Although difficulty in falling asleep during the night is a common symptom of Alzheimer’s disease (AD) [1–6], few studies have focused on testing pharmacological alternatives for treating sleep-related problems in AD patients . One well-known treatment for sleep disturbances is melatonin (N-acetyl-5-methoxytryptamine), which plays a major role in regulating circadian rhythms. Melatonin is a hormone secreted by the pineal gland that modulates the sleep-wake cycle. Its secretion is enhanced during darkness and suppressed during day light . In healthy subjects, melatonin has been shown to decrease sleep onset latency, increase total sleep time, and improve overall sleep quality . Regarding neural activity, there is evidence that after melatonin administration the electroencephalographic activity (EEG) of healthy subject’s exhibits increased sleep spindles but reduced slow-wave activity . In a previous study, we demonstrated that 5 mg of fast-release melatonin significantly reduced nocturnal sleep onset in patients with mild-to-moderate AD . This reduction of sleep onset approaches the values reported for non-dementia geriatric patients . However, the physiological mechanism through which melatonin promotes sleep installation is still only poorly understood.
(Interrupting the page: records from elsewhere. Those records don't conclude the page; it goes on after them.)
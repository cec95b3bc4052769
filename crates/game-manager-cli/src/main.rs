//! casino-host: development parent app for casino mini-games
//!
//! Modes:
//! - `serve [addr] [balance]` runs an in-memory host over TCP. Each stdin
//!   line `settle <game-id> <payout> [pocket]` settles the newest open bet of
//!   that game and pushes the result to every connected game
//! - `play [addr] [game-id] [stake] [pocket] [wait]` connects a demo roulette
//!   game to a running host and places a single straight-up bet; with `wait`
//!   it blocks until the host pushes the outcome

use anyhow::{Context, Result, bail};
use game_manager::{BetItem, BetRequest, BetResult, FnProcessor, GameManager};
use game_manager_bridge::{StreamConfig, StreamTransport};
use game_manager_host::{HostConfig, MemoryHost, serve_tcp};
use serde::Deserialize;
use serde_json::json;
use std::sync::Arc;
use tokio::io::{AsyncBufReadExt, BufReader};
use tokio::net::TcpListener;
use tokio::sync::broadcast;
use tracing::{info, warn};
use tracing_subscriber::{EnvFilter, FmtSubscriber};

/// Game specific payload sent by a roulette game service
#[derive(Debug, Default, Deserialize)]
#[serde(rename_all = "camelCase", default)]
struct RouletteOutcome {
    winning_pocket: Option<u8>,
}

fn describe_spin(result: &BetResult, outcome: Option<RouletteOutcome>) -> game_manager::Result<String> {
    let pocket = outcome
        .and_then(|o| o.winning_pocket)
        .map(|p| p.to_string())
        .unwrap_or_else(|| "?".into());
    Ok(format!(
        "{}: ball landed on {}, payout {}",
        result.game_id, pocket, result.payout
    ))
}

async fn serve(args: &[String]) -> Result<()> {
    let mut config = HostConfig::default();
    if let Some(addr) = args.first() {
        config.addr = addr.clone();
    }
    if let Some(balance) = args.get(1) {
        config.balance = balance
            .parse()
            .with_context(|| format!("Invalid balance: {}", balance))?;
    }

    let listener = TcpListener::bind(&config.addr)
        .await
        .with_context(|| format!("Failed to bind {}", config.addr))?;
    info!(
        "Starting casino host, balance {} {}",
        config.balance, config.asset_code
    );

    let host = Arc::new(MemoryHost::new(config));
    let (bet_results, _) = broadcast::channel(64);
    tokio::spawn(settle_from_stdin(host.clone(), bet_results.clone()));
    serve_tcp(listener, host, bet_results).await?;
    Ok(())
}

/// Parse `settle <game-id> <payout> [pocket]`
fn parse_settle(line: &str) -> Result<BetResult> {
    let mut words = line.split_whitespace();
    match words.next() {
        Some("settle") => {}
        Some(other) => bail!("Unknown command {}, expected settle", other),
        None => bail!("Empty command"),
    }
    let game_id = words.next().context("Missing game id")?;
    let payout: f64 = words
        .next()
        .context("Missing payout")?
        .parse()
        .context("Invalid payout")?;

    let mut result = BetResult::new(game_id, serde_json::Value::Null, payout);
    if let Some(pocket) = words.next() {
        let pocket: u8 = pocket
            .parse()
            .with_context(|| format!("Invalid pocket: {}", pocket))?;
        result.outcome = json!([pocket]);
        result.game_specific = json!({"winningPocket": pocket});
    }
    Ok(result)
}

/// Settle bets typed on stdin and push each outcome to the connected games
async fn settle_from_stdin(host: Arc<MemoryHost>, bet_results: broadcast::Sender<BetResult>) {
    let mut lines = BufReader::new(tokio::io::stdin()).lines();
    loop {
        let line = match lines.next_line().await {
            Ok(Some(line)) => line,
            Ok(None) => break,
            Err(e) => {
                warn!("Failed to read stdin: {}", e);
                break;
            }
        };
        if line.trim().is_empty() {
            continue;
        }

        let result = match parse_settle(&line) {
            Ok(result) => result,
            Err(e) => {
                warn!("{:#}", e);
                continue;
            }
        };
        if !host.settle(&result).await {
            warn!("No open bet for {}", result.game_id);
            continue;
        }
        // No connected games is fine
        let _ = bet_results.send(result);
    }
}

async fn play(args: &[String]) -> Result<()> {
    let mut config = StreamConfig::default();
    if let Some(addr) = args.first() {
        let (host, port) = addr
            .rsplit_once(':')
            .with_context(|| format!("Expected host:port, got {}", addr))?;
        config.host = host.to_string();
        config.port = port.parse().with_context(|| format!("Invalid port: {}", port))?;
    }
    let game_id = args.get(1).cloned().unwrap_or_else(|| "roulette-demo".into());
    let stake: f64 = match args.get(2) {
        Some(s) => s.parse().with_context(|| format!("Invalid stake: {}", s))?,
        None => 1.0,
    };
    let pocket: i64 = match args.get(3) {
        Some(s) => s.parse().with_context(|| format!("Invalid pocket: {}", s))?,
        None => 17,
    };

    let transport = StreamTransport::connect_tcp(&config).await?;
    let gm = GameManager::new(transport, FnProcessor::new(describe_spin));

    let balance = gm.get_balance().await?;
    info!("Balance: {} {}", balance.balance, balance.asset_code);

    let bet_config = gm.get_bet_configuration().await?;
    if !bet_config.limits_for("straight").allows(stake) {
        bail!(
            "Stake {} outside [{}, {}]",
            stake,
            bet_config.minbet,
            bet_config.maxbet
        );
    }

    let wait = args.get(4).is_some_and(|a| a == "wait");
    let mut listener = gm.bet_results();

    let request = BetRequest::new(game_id).with_item(BetItem::new(stake, vec![pocket]));
    let confirmed = gm.place_bet(&request).await?;
    info!("Bet on {} confirmed: {}", pocket, confirmed);

    if let (true, true, Some(listener)) = (wait, confirmed, listener.as_mut()) {
        info!("Waiting for the host to settle {}", request.game_id);
        match listener.next().await {
            Some(summary) => info!("{}", summary?),
            None => warn!("Host stopped pushing results"),
        }
    }

    for entry in gm.get_history(true).await?.iter() {
        let summary = entry
            .bet_result
            .as_ref()
            .map(|r| gm.process_bet_results(r))
            .transpose()?
            .unwrap_or_else(|| "pending".into());
        info!(
            "{} at {:?}: {}",
            entry.txid,
            entry.bet_time_utc(),
            summary
        );
    }

    gm.exit_game().await?;
    Ok(())
}

#[tokio::main]
async fn main() -> Result<()> {
    // Initialize logging
    let subscriber = FmtSubscriber::builder()
        .with_env_filter(EnvFilter::try_from_default_env().unwrap_or_else(|_| EnvFilter::new("info")))
        .with_writer(std::io::stderr)
        .finish();
    tracing::subscriber::set_global_default(subscriber)?;

    let args: Vec<String> = std::env::args().skip(1).collect();
    match args.first().map(String::as_str) {
        Some("serve") | None => serve(args.get(1..).unwrap_or_default()).await,
        Some("play") => play(&args[1..]).await,
        Some(other) => bail!("Unknown mode {}, expected serve or play", other),
    }
}
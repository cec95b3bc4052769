//! Game manager façade
//!
//! Each method is one independent round trip to the host. The only state the
//! manager keeps is the bet history cache.

use crate::listener::BetResultListener;
use crate::processor::BetResultProcessor;
use game_manager_bridge::HostTransport;
use game_manager_core::{
    BalanceInfo, BetConfig, BetHistory, BetRequest, BetResult, BridgeError, FavoriteBets,
    Operation, PlaceBetAck, Result,
};
use serde::Serialize;
use serde::de::DeserializeOwned;
use serde_json::Value;
use std::sync::Arc;
use tokio::sync::RwLock;
use tracing::{debug, info};

/// Client side adapter between a mini-game and its host application
pub struct GameManager<T, P> {
    transport: T,
    processor: P,
    /// Last history fetched from the host, never partially updated
    history: RwLock<Arc<Vec<BetHistory>>>,
}

impl<T: HostTransport, P: BetResultProcessor> GameManager<T, P> {
    /// Create a manager talking through `transport` and interpreting
    /// results with the game's `processor`
    pub fn new(transport: T, processor: P) -> Self {
        Self {
            transport,
            processor,
            history: RwLock::new(Arc::new(Vec::new())),
        }
    }

    pub fn transport(&self) -> &T {
        &self.transport
    }

    pub fn processor(&self) -> &P {
        &self.processor
    }

    /// Player balance from the host
    pub async fn get_balance(&self) -> Result<BalanceInfo> {
        let value = self.transport.send(Operation::GetBalance, None).await?;
        decode(Operation::GetBalance, value)
    }

    /// Bet bounds and game specific settings from the host
    pub async fn get_bet_configuration(&self) -> Result<BetConfig> {
        let value = self.transport.send(Operation::GetBetConfig, None).await?;
        decode(Operation::GetBetConfig, value)
    }

    /// Send a bet to the host and return its confirmation flag.
    ///
    /// A request without wagers returns `false` without contacting the host.
    pub async fn place_bet(&self, request: &BetRequest) -> Result<bool> {
        if request.is_empty() {
            debug!("Not sending empty bet for {}", request.game_id);
            return Ok(false);
        }

        let payload = serde_json::to_value(request)?;
        let value = self.transport.send(Operation::PlaceBet, Some(payload)).await?;
        let ack: PlaceBetAck = decode(Operation::PlaceBet, value)?;
        debug!("Bet for {} confirmed={}", request.game_id, ack.confirm);
        Ok(ack.confirm)
    }

    /// Interpret a bet result with the game's processor.
    ///
    /// The result's `gs` payload is decoded into the processor's `GameData`.
    pub fn process_bet_results(&self, result: &BetResult) -> Result<P::Output> {
        let game_specific: P::GameData = serde_json::from_value(result.game_specific.clone())
            .map_err(|e| {
                BridgeError::Serialization(format!(
                    "Game specific payload for {}: {}",
                    result.game_id, e
                ))
            })?;
        self.processor.process_bet_results(result, game_specific)
    }

    /// Bet history, served from cache unless `force_refresh` is set or the
    /// cache is empty. A fetch replaces the cache wholesale.
    pub async fn get_history(&self, force_refresh: bool) -> Result<Arc<Vec<BetHistory>>> {
        if !force_refresh {
            let cached = self.history.read().await;
            if !cached.is_empty() {
                debug!("Serving {} history entries from cache", cached.len());
                return Ok(cached.clone());
            }
        }

        let value = self.transport.send(Operation::GetHistory, None).await?;
        let entries: Option<Vec<BetHistory>> = decode(Operation::GetHistory, value)?;
        let history = Arc::new(entries.unwrap_or_default());

        // Last write wins between overlapping refreshes
        *self.history.write().await = history.clone();
        debug!("History cache replaced with {} entries", history.len());
        Ok(history)
    }

    /// Current history cache without contacting the host
    pub async fn cached_history(&self) -> Arc<Vec<BetHistory>> {
        self.history.read().await.clone()
    }

    /// Send favorite bets to the host, replacing whatever it stored before.
    ///
    /// Fire-and-forget: no confirmation is awaited. An empty list is not sent.
    pub fn save_favorite_bets(&self, bets: &[BetRequest]) -> Result<()> {
        if bets.is_empty() {
            return Ok(());
        }
        let payload = serde_json::to_value(bets)?;
        self.transport.notify(Operation::SaveFavoriteBets, Some(payload))
    }

    /// Favorite bets stored by the host
    pub async fn get_favorite_bets(&self) -> Result<FavoriteBets> {
        let value = self.transport.send(Operation::GetFavoriteBets, None).await?;
        let bets: Option<FavoriteBets> = decode(Operation::GetFavoriteBets, value)?;
        Ok(bets.unwrap_or_default())
    }

    /// Send opaque game state to the host for safekeeping.
    ///
    /// Fire-and-forget. Blank state (null, false, 0, "", {} or []) is not sent.
    pub fn save_game_state<S: Serialize + ?Sized>(&self, state: &S) -> Result<()> {
        let payload = serde_json::to_value(state)?;
        if is_blank(&payload) {
            debug!("Not sending blank game state");
            return Ok(());
        }
        self.transport.notify(Operation::SaveGameState, Some(payload))
    }

    /// Game state stored by the host, None if nothing was saved
    pub async fn get_game_state<S: DeserializeOwned>(&self) -> Result<Option<S>> {
        let value = self.transport.send(Operation::GetGameState, None).await?;
        decode(Operation::GetGameState, value)
    }

    /// Ask the host to drop all saved game state. Fire-and-forget.
    pub fn clear_game_state(&self) -> Result<()> {
        self.transport.notify(
            Operation::ClearGameState,
            Some(Value::Object(Default::default())),
        )
    }

    /// Ask the host to open an external URL. Fire-and-forget.
    pub fn launch_url(&self, url: &str) -> Result<()> {
        self.transport
            .notify(Operation::LaunchUrl, Some(Value::String(url.to_string())))
    }

    /// Tell the host to hide the game, returning once it acknowledges
    pub async fn exit_game(&self) -> Result<()> {
        info!("Exiting game");
        self.transport.send(Operation::ExitGame, None).await?;
        Ok(())
    }

    /// Register for `betResult` notifications pushed by the host.
    /// Returns None if the transport cannot receive pushes.
    pub fn bet_results(&self) -> Option<BetResultListener<'_, T, P>> {
        self.transport
            .subscribe_bet_results()
            .map(|rx| BetResultListener::new(self, rx))
    }
}

fn decode<D: DeserializeOwned>(op: Operation, value: Value) -> Result<D> {
    serde_json::from_value(value)
        .map_err(|e| BridgeError::Serialization(format!("Invalid {} response: {}", op, e)))
}

/// Values a host should not be bothered with
fn is_blank(value: &Value) -> bool {
    match value {
        Value::Null => true,
        Value::Bool(b) => !b,
        Value::Number(n) => n.as_f64() == Some(0.0),
        Value::String(s) => s.is_empty(),
        Value::Array(a) => a.is_empty(),
        Value::Object(o) => o.is_empty(),
    }
}
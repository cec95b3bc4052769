//! # game-manager-core
//!
//! Core types for the casino game manager bridge.
//!
//! This crate provides the data contracts exchanged between a mini-game and
//! its hosting parent application:
//! - Bet requests, results and history records
//! - Bet configuration and balance information
//! - Operation names understood by the host
//! - Error types
//! - Timestamp normalization helpers

pub mod balance;
pub mod bet;
pub mod config;
pub mod error;
pub mod history;
pub mod operation;
pub mod time;

pub use balance::{BalanceInfo, DEFAULT_ASSET};
pub use bet::{BetItem, BetRequest, BetResult, FavoriteBets, PlaceBetAck};
pub use config::{BetConfig, BetLimits};
pub use error::{BridgeError, Result};
pub use history::{BetHistory, BetHistoryItem, BetHistoryRequest};
pub use operation::{BET_RESULT_EVENT, Operation};
pub use time::{date_value_in_seconds, normalize_date, parse_date_value};

/// Treat an explicit `null` like a missing field
pub(crate) fn null_as_default<'de, D, T>(deserializer: D) -> std::result::Result<T, D::Error>
where
    D: serde::Deserializer<'de>,
    T: Default + serde::Deserialize<'de>,
{
    let value = <Option<T> as serde::Deserialize>::deserialize(deserializer)?;
    Ok(value.unwrap_or_default())
}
The locations and pharmacology of melatonin receptors have been reviewed extensively. Two cloned receptors, MT1 and MT2, are of particular importance for rhythm physiology and pharmacology [13, 14]. Using gene knockout technology in mice and pharmacological manipulations, Liu et al.  found that the phase-shifting melatonin receptor in the suprachiasmatic nucleus (SCN) is MT2, while MT1 is associated with acute suppression of electrical activity in the SCN. In fact, there is evidence that MT1 receptors expressed in cell preparations [16, 17] activate Kir3 channels that underlie melatonin-induced increases in potassium conductance that, in turn, enhance GABAergic activity . It has been shown that GABAergic cells in the hypothalamus, basal forebrain (BF), and the median (mPO) and ventrolateral preoptic areas (VLPO) are highly-active during sleep onset [19–22]. In addition, EEG activity observed during sleep onset has been related to GABAergic modulation in the hypothalamus, BF, mPO, and VLPO areas [23, 24].
Quantitative EEG analyses in healthy adult subjects have shown that the sleep onset period (SOP) is characterized by smooth changes during which the power of the fast frequencies decreases, while that of the low frequencies gradually increases [25–28]. Also, the degree of synchronization between EEG signals has been used to determine the functional relation between cortical areas associated with normal SOP. Morikawa et al. found that delta band synchronization between occipital and frontal regions and between central and parietal areas dropped sharply just before the alpha band disappeared during SOP . Those authors further reported decreases in alpha synchronization 2-3 min before SOP, and detected significant increases in the synchronization of the fast frequencies just before the installation of stage 2 of non-rapid eye movement sleep (N-REM2) . Likewise, a significant decrease in fronto-occipital and inter-frontal synchronization in the alpha band has been observed during SOP . Finally, Kikuchi et al. conducted a study to examine interhemispheric EEG synchronization during the state of rest in elderly subjects, finding low EEG synchronization for the delta, theta, alpha and beta bands .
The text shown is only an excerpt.